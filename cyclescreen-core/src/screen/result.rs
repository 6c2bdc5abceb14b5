//! Screening verdicts and drill-down reports.

use serde::{Deserialize, Serialize};
use std::fmt;

use crate::domain::{InstrumentId, SwingResult};
use crate::indicators::OscillatorPoint;

/// Why an instrument was not evaluated to a full verdict.
#[derive(Debug, Clone, Copy, PartialEq, Eq, Hash, Serialize, Deserialize)]
#[serde(rename_all = "snake_case")]
pub enum SkipReason {
    /// Series shorter than the configured minimum.
    InsufficientData,
    /// Mean volume below `min_avg_volume`.
    LowVolume,
    /// Fewer closed swings than `min_swing_count`.
    TooFewSwings,
}

impl SkipReason {
    pub fn as_str(&self) -> &'static str {
        match self {
            SkipReason::InsufficientData => "insufficient_data",
            SkipReason::LowVolume => "low_volume",
            SkipReason::TooFewSwings => "too_few_swings",
        }
    }
}

impl fmt::Display for SkipReason {
    fn fmt(&self, f: &mut fmt::Formatter<'_>) -> fmt::Result {
        f.write_str(self.as_str())
    }
}

/// Verdict and ranking fields for one instrument in one screening run.
#[derive(Debug, Clone, PartialEq, Serialize, Deserialize)]
pub struct ScreeningResult {
    pub instrument_id: InstrumentId,
    pub swing_count: usize,
    /// Always `<= swing_count`.
    pub hit_count: usize,
    /// `hit_count / swing_count`; `None` when there are no swings.
    pub hit_ratio: Option<f64>,
    /// Mean `return_pct` over all swings, hits and misses alike.
    pub avg_return: Option<f64>,
    pub qualifies: bool,
    pub skip_reason: Option<SkipReason>,
}

impl ScreeningResult {
    /// A result for an instrument rejected before any swing was measured.
    pub fn skipped(instrument_id: impl Into<InstrumentId>, reason: SkipReason) -> Self {
        Self {
            instrument_id: instrument_id.into(),
            swing_count: 0,
            hit_count: 0,
            hit_ratio: None,
            avg_return: None,
            qualifies: false,
            skip_reason: Some(reason),
        }
    }
}

/// A verdict plus everything needed to display how it was reached.
#[derive(Debug, Clone, PartialEq, Serialize, Deserialize)]
pub struct ScreeningReport {
    pub result: ScreeningResult,
    /// Mean volume over the series, when the series was long enough to check.
    pub mean_volume: Option<f64>,
    /// `None` when the instrument was rejected before the oscillator ran.
    pub oscillator: Option<Vec<OscillatorPoint>>,
    pub swings: Vec<SwingResult>,
}

impl ScreeningReport {
    pub fn oscillator_computed(&self) -> bool {
        self.oscillator.is_some()
    }
}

-=-=-=-=-

_WHAT TO PRODUCE_. Copy the listing in full, and keep every word exactly as it is.

_TASK RESULT_.
filename cyclescreen-core/src/screen/result.rs
repository 6c2bdc5abceb14b5
//! Screening verdicts and drill-down reports.

use serde::{Deserialize, Serialize};
use std::fmt;

use crate::domain::{InstrumentId, SwingResult};
use crate::indicators::OscillatorPoint;

/// Why an instrument was not evaluated to a full verdict.
#[derive(Debug, Clone, Copy, PartialEq, Eq, Hash, Serialize, Deserialize)]
#[serde(rename_all = "snake_case")]
pub enum SkipReason {
    /// Series shorter than the configured minimum.
    InsufficientData,
    /// Mean volume below `min_avg_volume`.
    LowVolume,
    /// Fewer closed swings than `min_swing_count`.
    TooFewSwings,
}

impl SkipReason {
    pub fn as_str(&self) -> &'static str {
        match self {
            SkipReason::InsufficientData => "insufficient_data",
            SkipReason::LowVolume => "low_volume",
            SkipReason::TooFewSwings => "too_few_swings",
        }
    }
}

impl fmt::Display for SkipReason {
    fn fmt(&self, f: &mut fmt::Formatter<'_>) -> fmt::Result {
        f.write_str(self.as_str())
    }
}

/// Verdict and ranking fields for one instrument in one screening run.
#[derive(Debug, Clone, PartialEq, Serialize, Deserialize)]
pub struct ScreeningResult {
    pub instrument_id: InstrumentId,
    pub swing_count: usize,
    /// Always `<= swing_count`.
    pub hit_count: usize,
    /// `hit_count / swing_count`; `None` when there are no swings.
    pub hit_ratio: Option<f64>,
    /// Mean `return_pct` over all swings, hits and misses alike.
    pub avg_return: Option<f64>,
    pub qualifies: bool,
    pub skip_reason: Option<SkipReason>,
}

impl ScreeningResult {
    /// A result for an instrument rejected before any swing was measured.
    pub fn skipped(instrument_id: impl Into<InstrumentId>, reason: SkipReason) -> Self {
        Self {
            instrument_id: instrument_id.into(),
            swing_count: 0,
            hit_count: 0,
            hit_ratio: None,
            avg_return: None,
            qualifies: false,
            skip_reason: Some(reason),
        }
    }
}

/// A verdict plus everything needed to display how it was reached.
#[derive(Debug, Clone, PartialEq, Serialize, Deserialize)]
pub struct ScreeningReport {
    pub result: ScreeningResult,
    /// Mean volume over the series, when the series was long enough to check.
    pub mean_volume: Option<f64>,
    /// `None` when the instrument was rejected before the oscillator ran.
    pub oscillator: Option<Vec<OscillatorPoint>>,
    pub swings: Vec<SwingResult>,
}

impl ScreeningReport {
    pub fn oscillator_computed(&self) -> bool {
        self.oscillator.is_some()
    }
}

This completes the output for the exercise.